He woke to the sound of his own scream. Jera was shaking his arm, her eyes about to burst from her head. She looked as scared as Connor felt. He was afraid this was going to be just another dream within a dream, and her body would melt or decompose, or his old pals Niklas and Travis would pop into the room any second to surprise him.

“Oh my God, Connor, are you okay?” Jera’s eyes had returned to normal size, but her face was still full of terror.

He stared at her for a while, waiting to see if she would be part of another nightmare.

“How long was I asleep?” he asked.

“About two hours. I got bored of television and wanted to sleep.”

He got out of bed and headed to the bathroom. The light pierced his eyes, forcing him stand in front of the toilet for a few extra seconds until he could open them enough to see what he was doing. He heard movement and looked toward the doorway. Jera filled the gap, watching him urinate.

“You have no shame and no boundaries,” he complained.

“Like I don’t see what men are made of every night,” she said, dismissing his embarrassment. “I just want to make sure you’re okay. That’s the third time this week, and each time it happens, it scares the shit out of me.”

“You don’t have to be here to be annoyed by it,” he replied, flushing the toilet then turning the sink on.

“Don’t be an asshole. I’m worried about you. You never tell me what the nightmare is about.”

“It’s not important. And it’s over, I’m awake,” he said as he splashed water on his face. He turned off the sink and dried off with a towel.

“It
is
important. I can see how it affects you for a long time after, sometimes all day and night.”

He slipped by her and made his way to the kitchen, calling out, “You want coffee?”

“Stop avoiding it, damn it!” she yelled after him.

“I don’t want to talk about it,” he told her after she followed him into the kitchen.

“I didn’t want to talk about shooting up between my toes or carrying around a pipe everywhere I go.”

“Yeah, well, that’s you.” He banged the cupboard doors open and shut, unable to find any coffee.

Jera walked to him, grabbing his arms to stop him from slamming another door. She wrapped her arms around him, holding him, her head against his chest. Connor waited for her to turn into a rotting corpse, a skeleton, even a fire-breathing demon. He couldn’t get the residual fear out of his mind.

“I know you hate me, but I don’t hate you,” she said, pulling her head back to look up at him. “I care about you, I trust you. You’re the only one on Earth who is nice to me, who helps me. You
have
helped me, more than I can ever repay. I just want to try and help you once.”

Connor removed her arms from his midsection and filled a glass with water. As he walked back to the bedroom, he grabbed her by the arm and led her along. He took a long drink of water, setting the glass on the nightstand before lying down on the bed again. Jera joined him, but left half of the bed between them.
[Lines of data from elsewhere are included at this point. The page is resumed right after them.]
use serde::{Deserialize, Serialize};

/// A geographic coordinate in degrees
///
/// Latitude is expected in [-90, 90] and longitude in [-180, 180].
/// The geometry functions do not validate ranges; the request layer does.
#[derive(Debug, Clone, Copy, PartialEq, Serialize, Deserialize)]
pub struct GeoPoint {
    pub lat: f64,
    pub lng: f64,
}

impl GeoPoint {
    pub fn new(lat: f64, lng: f64) -> Self {
        Self { lat, lng }
    }
}

/// A circle on the map: center plus radius in meters
#[derive(Debug, Clone, Copy, PartialEq, Serialize, Deserialize)]
pub struct Circle {
    pub center: GeoPoint,
    #[serde(rename = "radius")]
    pub radius_m: f64,
}

impl Circle {
    pub fn new(center: GeoPoint, radius_m: f64) -> Self {
        Self { center, radius_m }
    }
}

/// Geospatial bounding box
#[derive(Debug, Clone, Copy)]
pub struct BoundingBox {
    pub min_lat: f64,
    pub max_lat: f64,
    pub min_lng: f64,
    pub max_lng: f64,
}

/// An event participant with a submitted location
///
/// The engine only reads `location`; everything else is opaque caller
/// metadata carried through to responses.
#[derive(Debug, Clone, Serialize, Deserialize)]
pub struct Participant {
    pub id: String,
    pub name: String,
    #[serde(default)]
    pub address: Option<String>,
    pub location: GeoPoint,
    /// Blurred location shown to other participants when the event
    /// visibility is set to blur
    #[serde(rename = "fuzzyLocation", default)]
    pub fuzzy_location: Option<GeoPoint>,
}

/// A venue candidate supplied by the search collaborator
#[derive(Debug, Clone, Serialize, Deserialize)]
pub struct VenueCandidate {
    #[serde(rename = "placeId")]
    pub place_id: String,
    pub name: String,
    pub location: GeoPoint,
}

/// A venue candidate annotated with its position relative to the search circle
#[derive(Debug, Clone, Serialize, Deserialize)]
pub struct ClassifiedCandidate {
    #[serde(flatten)]
    pub candidate: VenueCandidate,
    #[serde(rename = "distanceFromCenter")]
    pub distance_from_center_m: f64,
    #[serde(rename = "inCircle")]
    pub in_circle: bool,
}

/// Tunable constants for the geometry pipeline
#[derive(Debug, Clone, Copy)]
pub struct GeometryTunables {
    /// Fractional slack applied to the in-circle containment test
    pub containment_tolerance: f64,
    /// Floor applied to every returned circle radius, in meters
    pub min_radius_m: f64,
    /// Fractional margin used when expanding the search circle
    pub expand_epsilon: f64,
    /// Multiplier applied to the MEC radius to derive the search radius
    pub radius_multiplier: f64,
}

impl Default for GeometryTunables {
    fn default() -> Self {
        Self {
            containment_tolerance: 0.01,
            min_radius_m: 100.0,
            expand_epsilon: 0.10,
            radius_multiplier: 1.0,
        }
    }
}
“It’s a dream I’ve had since I was eighteen. I had an accident, a skate cut my leg open,” he explained.

“The scar, on your leg?” she asked. She’d seen it a few times and couldn’t help staring at it, wondering what could have happened to leave such a scar.

“Yeah,” he answered. “The guy who did it, he kind of lost it after that, gave up on life. But it was an accident, you know? He didn’t mean it, that’s just how shit goes sometimes. I talked to him a few years after, right about the time he was starting to seriously consider suicide. I laughed and joked about it, kept telling him that everything was great, I had done rehab and was working my way through the ECHL and AHL, trying to get back to what I was.

“I told him he needed to put on his skates again and forget it ever happened, that there was nothing wrong with me, that I had nothing to forgive since he didn’t do anything wrong. He did, and a year later, he was playing for the Sabres in the NHL. It was a great story. Then he died in a car accident, head-on collision that shoved a steering wheel through his chest and ground his lower legs up like hamburger.

“I used to dream about the goal I scored, and the skate cutting me right after. I’d wake up sweating, reaching down, expecting blood all over my sheets and being able to feel inside my leg. Then Niklas died and I started dreaming about him. He and I were almost always in a locker room, talking about nothing, hockey or girls, whatever, and then he’d start falling apart before my eyes. Like he was going through rapid decomposition, turning into a zombie.

“But he wouldn’t even be aware of it. He’d be laughing and telling me some story about a time in a game versus the Rangers, or while on the plane as they were traveling to another city. His skin would turn black and fall off, his eyes would sink into his skull, his fingers would fall off. He’d stop when my face got all twisted up I guess, and ask me what was wrong, and I’d start freaking out, trying to run down the dark hallways under the arena, except it was a perpetual circle.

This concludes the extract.